== Segment start ==

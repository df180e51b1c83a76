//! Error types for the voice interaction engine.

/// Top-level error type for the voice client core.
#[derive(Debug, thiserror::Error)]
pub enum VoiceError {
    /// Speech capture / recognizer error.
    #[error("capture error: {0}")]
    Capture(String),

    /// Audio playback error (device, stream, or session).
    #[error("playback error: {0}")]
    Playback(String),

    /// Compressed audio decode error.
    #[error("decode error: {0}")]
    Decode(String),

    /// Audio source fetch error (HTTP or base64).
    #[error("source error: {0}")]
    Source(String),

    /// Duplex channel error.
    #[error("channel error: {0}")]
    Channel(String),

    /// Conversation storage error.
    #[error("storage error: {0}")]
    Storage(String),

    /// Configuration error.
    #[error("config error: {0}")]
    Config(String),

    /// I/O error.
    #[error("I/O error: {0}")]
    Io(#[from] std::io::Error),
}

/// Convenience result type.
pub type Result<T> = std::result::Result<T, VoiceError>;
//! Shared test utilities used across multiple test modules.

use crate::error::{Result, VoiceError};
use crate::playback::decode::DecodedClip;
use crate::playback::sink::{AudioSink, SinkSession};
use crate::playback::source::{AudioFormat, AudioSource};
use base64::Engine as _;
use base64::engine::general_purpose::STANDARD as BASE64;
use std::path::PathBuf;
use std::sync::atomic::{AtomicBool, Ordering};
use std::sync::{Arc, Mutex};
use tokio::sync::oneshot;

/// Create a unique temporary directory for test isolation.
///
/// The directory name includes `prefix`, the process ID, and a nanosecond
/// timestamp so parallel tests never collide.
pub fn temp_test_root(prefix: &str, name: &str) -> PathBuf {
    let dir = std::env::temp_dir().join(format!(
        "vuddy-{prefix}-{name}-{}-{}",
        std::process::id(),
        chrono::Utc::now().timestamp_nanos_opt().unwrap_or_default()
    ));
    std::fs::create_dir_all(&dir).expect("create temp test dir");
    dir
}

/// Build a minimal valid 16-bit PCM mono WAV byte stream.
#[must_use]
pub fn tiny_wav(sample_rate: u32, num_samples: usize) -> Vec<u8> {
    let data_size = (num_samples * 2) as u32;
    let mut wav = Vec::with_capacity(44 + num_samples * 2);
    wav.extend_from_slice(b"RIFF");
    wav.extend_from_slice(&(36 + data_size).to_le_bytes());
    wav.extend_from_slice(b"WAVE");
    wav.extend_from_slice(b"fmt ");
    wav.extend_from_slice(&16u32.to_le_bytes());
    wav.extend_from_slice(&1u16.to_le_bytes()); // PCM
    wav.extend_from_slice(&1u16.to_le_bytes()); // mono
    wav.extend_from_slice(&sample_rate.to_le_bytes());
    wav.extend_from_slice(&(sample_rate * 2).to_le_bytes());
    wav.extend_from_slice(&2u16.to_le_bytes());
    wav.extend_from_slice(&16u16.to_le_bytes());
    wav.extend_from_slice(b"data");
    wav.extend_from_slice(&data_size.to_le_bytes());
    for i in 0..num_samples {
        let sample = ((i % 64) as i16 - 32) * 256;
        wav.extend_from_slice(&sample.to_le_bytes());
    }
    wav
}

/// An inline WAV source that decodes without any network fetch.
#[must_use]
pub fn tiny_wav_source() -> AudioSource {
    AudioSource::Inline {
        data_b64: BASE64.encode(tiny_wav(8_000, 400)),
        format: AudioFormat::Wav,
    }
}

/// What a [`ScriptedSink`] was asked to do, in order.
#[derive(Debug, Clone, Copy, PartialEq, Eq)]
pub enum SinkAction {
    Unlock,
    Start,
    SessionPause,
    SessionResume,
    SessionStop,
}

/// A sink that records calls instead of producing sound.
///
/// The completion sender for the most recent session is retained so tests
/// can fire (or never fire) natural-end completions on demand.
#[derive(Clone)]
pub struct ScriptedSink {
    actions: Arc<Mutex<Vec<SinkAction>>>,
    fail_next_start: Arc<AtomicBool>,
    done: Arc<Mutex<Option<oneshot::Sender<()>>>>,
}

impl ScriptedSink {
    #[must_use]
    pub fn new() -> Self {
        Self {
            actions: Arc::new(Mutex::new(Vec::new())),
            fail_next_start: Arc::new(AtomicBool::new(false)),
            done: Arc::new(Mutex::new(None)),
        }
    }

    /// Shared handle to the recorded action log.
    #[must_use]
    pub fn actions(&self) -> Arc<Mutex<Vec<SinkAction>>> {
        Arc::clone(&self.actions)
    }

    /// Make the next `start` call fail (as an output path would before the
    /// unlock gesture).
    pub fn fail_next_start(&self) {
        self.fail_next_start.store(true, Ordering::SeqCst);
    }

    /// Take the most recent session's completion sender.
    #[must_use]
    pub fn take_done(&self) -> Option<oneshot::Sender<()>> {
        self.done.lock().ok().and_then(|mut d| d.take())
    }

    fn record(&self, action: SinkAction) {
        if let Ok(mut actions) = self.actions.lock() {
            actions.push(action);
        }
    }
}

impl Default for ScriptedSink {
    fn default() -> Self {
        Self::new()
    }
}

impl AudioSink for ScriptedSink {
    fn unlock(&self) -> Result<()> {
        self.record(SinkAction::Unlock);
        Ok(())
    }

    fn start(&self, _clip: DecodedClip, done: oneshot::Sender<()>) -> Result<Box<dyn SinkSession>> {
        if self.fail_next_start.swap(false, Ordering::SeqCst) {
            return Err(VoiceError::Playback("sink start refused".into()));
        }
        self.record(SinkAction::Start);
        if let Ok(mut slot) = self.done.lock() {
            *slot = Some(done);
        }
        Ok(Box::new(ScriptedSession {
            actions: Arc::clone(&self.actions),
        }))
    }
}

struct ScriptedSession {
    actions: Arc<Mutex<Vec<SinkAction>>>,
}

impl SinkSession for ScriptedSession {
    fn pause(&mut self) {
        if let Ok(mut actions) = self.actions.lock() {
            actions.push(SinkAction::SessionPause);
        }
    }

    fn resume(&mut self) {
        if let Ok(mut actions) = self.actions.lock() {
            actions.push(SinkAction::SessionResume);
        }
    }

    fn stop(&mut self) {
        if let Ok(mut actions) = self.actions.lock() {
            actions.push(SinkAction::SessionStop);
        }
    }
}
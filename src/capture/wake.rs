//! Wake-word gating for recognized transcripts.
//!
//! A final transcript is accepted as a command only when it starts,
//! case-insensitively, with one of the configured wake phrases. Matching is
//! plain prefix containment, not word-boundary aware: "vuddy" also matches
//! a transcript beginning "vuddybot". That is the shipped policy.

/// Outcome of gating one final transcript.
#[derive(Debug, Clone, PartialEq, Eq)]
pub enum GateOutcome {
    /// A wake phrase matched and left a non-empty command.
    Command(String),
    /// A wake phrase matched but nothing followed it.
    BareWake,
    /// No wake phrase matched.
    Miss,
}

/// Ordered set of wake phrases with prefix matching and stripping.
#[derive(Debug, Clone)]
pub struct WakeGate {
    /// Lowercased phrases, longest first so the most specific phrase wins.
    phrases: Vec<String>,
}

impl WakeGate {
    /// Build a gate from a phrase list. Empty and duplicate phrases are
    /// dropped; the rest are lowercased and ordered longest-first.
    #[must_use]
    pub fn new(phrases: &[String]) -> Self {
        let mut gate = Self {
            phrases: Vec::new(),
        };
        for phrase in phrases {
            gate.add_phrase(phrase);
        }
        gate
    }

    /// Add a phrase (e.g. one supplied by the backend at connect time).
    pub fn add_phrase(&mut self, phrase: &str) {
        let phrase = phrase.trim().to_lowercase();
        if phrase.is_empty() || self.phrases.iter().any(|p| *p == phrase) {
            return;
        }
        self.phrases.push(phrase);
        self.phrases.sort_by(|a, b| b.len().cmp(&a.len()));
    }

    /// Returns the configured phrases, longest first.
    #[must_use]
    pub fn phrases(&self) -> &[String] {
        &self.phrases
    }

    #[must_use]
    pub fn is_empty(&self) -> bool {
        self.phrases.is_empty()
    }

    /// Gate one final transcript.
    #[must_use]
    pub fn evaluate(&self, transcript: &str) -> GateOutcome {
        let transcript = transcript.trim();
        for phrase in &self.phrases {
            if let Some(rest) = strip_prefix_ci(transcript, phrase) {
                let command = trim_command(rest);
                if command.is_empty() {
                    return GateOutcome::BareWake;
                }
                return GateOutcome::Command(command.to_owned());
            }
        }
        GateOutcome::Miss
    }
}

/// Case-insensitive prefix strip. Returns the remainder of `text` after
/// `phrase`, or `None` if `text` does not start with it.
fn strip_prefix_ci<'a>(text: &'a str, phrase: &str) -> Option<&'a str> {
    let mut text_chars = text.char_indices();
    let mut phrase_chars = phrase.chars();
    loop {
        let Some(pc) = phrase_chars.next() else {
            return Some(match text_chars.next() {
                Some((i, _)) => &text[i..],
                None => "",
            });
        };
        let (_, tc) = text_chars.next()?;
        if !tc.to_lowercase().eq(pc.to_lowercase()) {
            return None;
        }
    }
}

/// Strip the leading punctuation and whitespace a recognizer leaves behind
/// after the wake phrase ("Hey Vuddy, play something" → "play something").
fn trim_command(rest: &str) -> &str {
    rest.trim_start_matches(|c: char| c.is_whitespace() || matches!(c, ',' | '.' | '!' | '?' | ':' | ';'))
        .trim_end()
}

== Segment end ==
== Segment start ==

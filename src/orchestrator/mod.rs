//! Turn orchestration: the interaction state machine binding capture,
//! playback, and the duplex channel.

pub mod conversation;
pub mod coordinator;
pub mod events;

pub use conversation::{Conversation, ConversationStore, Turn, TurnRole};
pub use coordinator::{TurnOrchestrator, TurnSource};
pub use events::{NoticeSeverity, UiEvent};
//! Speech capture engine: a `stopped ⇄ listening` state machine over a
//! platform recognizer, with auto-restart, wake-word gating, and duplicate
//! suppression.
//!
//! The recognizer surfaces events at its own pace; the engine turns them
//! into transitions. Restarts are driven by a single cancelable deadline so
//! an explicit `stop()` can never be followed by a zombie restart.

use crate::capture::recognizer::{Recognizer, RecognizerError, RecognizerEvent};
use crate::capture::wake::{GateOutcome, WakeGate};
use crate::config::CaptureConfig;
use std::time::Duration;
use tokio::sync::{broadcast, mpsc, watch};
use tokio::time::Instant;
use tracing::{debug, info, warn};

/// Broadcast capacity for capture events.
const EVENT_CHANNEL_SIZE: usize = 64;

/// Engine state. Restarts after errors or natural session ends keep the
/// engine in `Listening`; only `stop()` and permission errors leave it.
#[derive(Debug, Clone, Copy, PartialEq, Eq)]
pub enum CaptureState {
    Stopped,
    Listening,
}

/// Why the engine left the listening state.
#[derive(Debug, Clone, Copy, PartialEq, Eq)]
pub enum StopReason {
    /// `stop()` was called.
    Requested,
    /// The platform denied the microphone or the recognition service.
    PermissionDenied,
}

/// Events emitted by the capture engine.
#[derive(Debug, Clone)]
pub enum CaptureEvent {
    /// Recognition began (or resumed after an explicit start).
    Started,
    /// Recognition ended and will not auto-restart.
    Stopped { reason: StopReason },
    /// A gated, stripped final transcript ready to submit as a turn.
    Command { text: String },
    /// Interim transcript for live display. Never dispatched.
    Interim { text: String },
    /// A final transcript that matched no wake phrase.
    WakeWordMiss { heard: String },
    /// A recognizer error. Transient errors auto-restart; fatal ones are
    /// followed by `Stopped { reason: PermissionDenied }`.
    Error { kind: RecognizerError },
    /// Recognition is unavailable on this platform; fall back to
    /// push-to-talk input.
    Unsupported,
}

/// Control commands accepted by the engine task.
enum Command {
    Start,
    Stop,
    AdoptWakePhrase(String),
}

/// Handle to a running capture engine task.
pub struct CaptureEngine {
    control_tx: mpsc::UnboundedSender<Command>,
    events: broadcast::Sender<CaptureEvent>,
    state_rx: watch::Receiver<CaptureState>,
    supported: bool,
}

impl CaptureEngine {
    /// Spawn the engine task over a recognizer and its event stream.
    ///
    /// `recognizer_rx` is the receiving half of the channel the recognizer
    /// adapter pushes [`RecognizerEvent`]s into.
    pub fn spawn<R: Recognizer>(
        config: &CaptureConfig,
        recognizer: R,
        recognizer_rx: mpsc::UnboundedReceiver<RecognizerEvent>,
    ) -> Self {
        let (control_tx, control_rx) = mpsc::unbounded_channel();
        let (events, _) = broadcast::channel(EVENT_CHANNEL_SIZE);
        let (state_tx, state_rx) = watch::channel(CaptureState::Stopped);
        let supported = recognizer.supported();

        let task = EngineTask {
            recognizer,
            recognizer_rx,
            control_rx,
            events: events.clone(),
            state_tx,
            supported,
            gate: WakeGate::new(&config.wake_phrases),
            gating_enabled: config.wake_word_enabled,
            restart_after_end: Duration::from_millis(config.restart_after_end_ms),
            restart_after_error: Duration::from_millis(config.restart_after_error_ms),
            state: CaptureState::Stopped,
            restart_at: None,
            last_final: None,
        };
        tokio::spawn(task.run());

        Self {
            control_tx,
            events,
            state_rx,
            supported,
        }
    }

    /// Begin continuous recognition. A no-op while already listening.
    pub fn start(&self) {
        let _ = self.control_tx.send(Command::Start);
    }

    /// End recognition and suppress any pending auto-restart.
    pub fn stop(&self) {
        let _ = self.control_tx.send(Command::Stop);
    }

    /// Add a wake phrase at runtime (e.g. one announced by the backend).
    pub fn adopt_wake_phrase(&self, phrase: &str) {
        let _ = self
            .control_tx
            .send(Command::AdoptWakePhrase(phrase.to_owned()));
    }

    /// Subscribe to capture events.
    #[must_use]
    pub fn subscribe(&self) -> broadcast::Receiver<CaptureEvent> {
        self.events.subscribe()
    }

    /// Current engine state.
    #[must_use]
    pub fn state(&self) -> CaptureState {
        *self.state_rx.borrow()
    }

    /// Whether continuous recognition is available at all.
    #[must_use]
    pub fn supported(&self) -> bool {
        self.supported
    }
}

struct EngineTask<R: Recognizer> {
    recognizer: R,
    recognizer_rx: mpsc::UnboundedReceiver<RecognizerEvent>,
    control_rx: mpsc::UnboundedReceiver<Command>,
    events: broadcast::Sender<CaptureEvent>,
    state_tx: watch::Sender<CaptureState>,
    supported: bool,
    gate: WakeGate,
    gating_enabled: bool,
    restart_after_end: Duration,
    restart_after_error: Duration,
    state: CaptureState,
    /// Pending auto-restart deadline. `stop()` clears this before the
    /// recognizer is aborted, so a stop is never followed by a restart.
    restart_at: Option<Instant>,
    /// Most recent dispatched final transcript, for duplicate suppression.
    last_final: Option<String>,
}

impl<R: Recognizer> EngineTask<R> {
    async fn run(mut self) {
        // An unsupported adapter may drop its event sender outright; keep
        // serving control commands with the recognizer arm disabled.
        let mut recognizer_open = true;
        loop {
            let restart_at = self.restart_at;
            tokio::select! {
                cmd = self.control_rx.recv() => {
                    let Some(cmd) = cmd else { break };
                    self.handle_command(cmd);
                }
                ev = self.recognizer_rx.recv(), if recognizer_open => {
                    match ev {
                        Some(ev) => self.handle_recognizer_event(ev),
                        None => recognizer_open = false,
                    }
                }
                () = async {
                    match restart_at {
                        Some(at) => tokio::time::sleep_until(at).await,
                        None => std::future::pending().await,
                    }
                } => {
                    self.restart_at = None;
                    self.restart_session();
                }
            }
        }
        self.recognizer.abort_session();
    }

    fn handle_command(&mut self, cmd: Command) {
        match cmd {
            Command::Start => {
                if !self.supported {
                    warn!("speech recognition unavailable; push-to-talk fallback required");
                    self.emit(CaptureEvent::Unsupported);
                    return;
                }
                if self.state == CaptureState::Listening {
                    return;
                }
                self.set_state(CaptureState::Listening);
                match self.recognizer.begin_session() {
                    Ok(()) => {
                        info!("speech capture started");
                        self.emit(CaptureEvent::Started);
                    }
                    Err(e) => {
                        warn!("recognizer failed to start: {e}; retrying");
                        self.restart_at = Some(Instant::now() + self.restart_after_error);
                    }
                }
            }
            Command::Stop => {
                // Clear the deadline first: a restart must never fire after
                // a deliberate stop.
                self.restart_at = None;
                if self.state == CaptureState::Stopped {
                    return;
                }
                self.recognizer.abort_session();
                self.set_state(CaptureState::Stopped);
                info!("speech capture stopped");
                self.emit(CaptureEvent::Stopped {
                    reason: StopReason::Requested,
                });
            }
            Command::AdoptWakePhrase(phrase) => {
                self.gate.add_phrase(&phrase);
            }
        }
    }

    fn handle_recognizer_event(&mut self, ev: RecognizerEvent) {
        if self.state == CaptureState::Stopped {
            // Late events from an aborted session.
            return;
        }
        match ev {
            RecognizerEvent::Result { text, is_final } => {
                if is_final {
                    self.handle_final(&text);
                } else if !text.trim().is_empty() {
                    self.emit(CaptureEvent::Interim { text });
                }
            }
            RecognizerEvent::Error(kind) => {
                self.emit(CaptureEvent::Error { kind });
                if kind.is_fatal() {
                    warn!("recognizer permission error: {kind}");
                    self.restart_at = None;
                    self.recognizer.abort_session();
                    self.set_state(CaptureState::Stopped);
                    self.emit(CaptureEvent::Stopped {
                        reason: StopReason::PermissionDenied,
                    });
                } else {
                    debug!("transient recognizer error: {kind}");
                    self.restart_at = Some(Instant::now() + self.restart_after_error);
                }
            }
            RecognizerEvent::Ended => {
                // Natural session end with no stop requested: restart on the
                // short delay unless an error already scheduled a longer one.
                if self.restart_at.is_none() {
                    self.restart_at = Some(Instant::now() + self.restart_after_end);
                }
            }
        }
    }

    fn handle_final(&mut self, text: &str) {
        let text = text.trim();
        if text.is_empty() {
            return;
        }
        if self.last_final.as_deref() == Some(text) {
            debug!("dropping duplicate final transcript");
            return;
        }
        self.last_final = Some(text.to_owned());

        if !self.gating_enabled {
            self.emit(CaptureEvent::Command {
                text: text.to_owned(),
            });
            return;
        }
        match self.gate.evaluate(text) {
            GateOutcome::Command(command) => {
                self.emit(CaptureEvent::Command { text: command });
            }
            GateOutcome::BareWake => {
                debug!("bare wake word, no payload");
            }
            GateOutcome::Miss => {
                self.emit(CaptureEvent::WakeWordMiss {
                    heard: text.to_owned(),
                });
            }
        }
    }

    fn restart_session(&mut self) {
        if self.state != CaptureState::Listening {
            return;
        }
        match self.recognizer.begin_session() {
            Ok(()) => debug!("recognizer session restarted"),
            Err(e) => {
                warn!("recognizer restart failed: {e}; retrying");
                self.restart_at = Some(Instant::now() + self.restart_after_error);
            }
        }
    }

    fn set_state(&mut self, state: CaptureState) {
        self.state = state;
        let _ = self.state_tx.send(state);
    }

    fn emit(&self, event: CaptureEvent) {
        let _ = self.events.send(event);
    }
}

== Segment end ==

Your objective: Every line holding the word "explicit" should be copied out of the material.

Exercise solution:
//! an explicit `stop()` can never be followed by a zombie restart.
    /// Recognition began (or resumed after an explicit start).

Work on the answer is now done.